• _PROMPT_
Each line of the records below that contains "held" needs to be copied.

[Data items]

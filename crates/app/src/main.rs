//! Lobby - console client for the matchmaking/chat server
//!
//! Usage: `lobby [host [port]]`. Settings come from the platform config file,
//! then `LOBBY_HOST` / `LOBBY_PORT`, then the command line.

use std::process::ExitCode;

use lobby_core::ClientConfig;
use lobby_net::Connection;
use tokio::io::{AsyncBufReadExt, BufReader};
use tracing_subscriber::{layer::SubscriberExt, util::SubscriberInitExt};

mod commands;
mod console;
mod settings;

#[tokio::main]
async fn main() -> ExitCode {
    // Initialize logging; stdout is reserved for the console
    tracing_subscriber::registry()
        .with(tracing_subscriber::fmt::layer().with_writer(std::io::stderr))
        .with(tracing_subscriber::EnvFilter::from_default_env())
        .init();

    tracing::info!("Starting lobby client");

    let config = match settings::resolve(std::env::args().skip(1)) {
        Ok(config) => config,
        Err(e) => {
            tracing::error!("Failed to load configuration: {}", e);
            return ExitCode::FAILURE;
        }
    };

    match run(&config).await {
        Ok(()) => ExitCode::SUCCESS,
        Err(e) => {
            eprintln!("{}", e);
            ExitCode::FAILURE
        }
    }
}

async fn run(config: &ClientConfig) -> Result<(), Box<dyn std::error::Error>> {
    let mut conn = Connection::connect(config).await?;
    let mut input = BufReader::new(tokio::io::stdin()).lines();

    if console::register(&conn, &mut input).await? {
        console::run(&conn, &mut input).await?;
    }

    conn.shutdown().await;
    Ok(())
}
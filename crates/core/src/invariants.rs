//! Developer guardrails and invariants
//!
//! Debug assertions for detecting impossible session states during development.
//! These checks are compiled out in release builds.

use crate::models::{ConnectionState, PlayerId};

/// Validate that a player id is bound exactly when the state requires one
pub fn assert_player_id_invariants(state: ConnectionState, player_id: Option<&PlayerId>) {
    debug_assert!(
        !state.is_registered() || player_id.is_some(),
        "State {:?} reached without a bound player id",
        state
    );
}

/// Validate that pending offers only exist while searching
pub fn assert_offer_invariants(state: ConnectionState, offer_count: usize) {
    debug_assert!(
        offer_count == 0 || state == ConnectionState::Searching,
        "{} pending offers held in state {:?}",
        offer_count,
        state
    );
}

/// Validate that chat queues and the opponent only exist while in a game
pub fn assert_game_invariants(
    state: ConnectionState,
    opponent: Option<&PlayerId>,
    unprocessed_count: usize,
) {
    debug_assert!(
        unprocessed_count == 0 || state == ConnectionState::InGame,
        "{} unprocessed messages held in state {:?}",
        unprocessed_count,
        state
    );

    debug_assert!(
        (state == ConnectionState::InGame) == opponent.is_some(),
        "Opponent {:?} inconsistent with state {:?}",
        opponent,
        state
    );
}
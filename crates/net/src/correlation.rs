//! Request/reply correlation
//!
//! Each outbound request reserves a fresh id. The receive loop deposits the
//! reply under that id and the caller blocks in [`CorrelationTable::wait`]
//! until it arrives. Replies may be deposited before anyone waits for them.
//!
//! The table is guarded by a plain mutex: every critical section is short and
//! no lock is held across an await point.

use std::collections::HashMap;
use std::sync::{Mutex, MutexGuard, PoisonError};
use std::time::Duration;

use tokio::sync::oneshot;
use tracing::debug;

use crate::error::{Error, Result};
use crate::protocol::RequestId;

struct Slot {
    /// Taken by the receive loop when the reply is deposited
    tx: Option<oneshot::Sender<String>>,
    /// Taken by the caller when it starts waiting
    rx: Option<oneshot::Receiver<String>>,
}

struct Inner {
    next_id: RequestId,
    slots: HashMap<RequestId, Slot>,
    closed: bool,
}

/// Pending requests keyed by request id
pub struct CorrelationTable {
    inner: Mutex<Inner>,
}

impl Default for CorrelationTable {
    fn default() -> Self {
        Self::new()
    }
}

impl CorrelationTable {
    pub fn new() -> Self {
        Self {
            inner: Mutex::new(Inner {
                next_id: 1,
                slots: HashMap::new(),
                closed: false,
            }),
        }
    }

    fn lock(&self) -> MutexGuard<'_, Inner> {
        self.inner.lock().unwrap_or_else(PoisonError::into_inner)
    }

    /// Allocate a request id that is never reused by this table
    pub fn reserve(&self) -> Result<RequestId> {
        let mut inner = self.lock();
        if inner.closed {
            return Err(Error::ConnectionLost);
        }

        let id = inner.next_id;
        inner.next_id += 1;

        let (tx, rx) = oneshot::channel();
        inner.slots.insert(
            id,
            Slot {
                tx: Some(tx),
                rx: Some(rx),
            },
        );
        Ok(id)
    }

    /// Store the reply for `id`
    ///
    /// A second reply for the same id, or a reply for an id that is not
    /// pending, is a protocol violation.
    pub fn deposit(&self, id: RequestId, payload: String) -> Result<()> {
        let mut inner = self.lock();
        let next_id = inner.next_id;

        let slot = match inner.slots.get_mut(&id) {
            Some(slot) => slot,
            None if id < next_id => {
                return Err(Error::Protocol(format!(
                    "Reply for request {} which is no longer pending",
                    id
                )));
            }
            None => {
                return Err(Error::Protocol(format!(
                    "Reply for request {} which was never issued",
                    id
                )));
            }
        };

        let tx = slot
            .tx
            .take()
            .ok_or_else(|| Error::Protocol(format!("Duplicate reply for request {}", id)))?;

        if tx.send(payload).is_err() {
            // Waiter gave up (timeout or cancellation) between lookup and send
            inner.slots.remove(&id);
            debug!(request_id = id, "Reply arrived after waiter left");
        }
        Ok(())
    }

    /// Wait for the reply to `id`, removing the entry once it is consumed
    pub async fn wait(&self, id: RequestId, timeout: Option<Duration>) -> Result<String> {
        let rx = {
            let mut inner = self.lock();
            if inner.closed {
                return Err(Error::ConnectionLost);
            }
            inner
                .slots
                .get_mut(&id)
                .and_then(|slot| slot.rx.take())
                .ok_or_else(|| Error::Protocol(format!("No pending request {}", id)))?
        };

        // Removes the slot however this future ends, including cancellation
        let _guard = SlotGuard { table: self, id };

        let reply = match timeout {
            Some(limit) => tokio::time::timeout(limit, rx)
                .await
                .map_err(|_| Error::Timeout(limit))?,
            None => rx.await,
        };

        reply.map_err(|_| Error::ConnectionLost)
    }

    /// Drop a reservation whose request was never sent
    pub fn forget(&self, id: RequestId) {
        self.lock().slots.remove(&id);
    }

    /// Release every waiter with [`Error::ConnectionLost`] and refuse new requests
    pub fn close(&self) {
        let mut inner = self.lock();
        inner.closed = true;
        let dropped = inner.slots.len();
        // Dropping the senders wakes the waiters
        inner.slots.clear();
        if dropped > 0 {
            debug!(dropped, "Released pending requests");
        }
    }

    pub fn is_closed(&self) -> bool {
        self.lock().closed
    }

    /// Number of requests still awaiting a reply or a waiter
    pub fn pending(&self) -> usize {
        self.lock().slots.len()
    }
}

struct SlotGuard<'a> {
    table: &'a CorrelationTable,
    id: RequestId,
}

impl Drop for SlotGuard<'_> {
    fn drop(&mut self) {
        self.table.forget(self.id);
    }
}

• _RESULT_
        "{} pending offers held in state {:?}",
        "{} unprocessed messages held in state {:?}",
//! no lock is held across an await point.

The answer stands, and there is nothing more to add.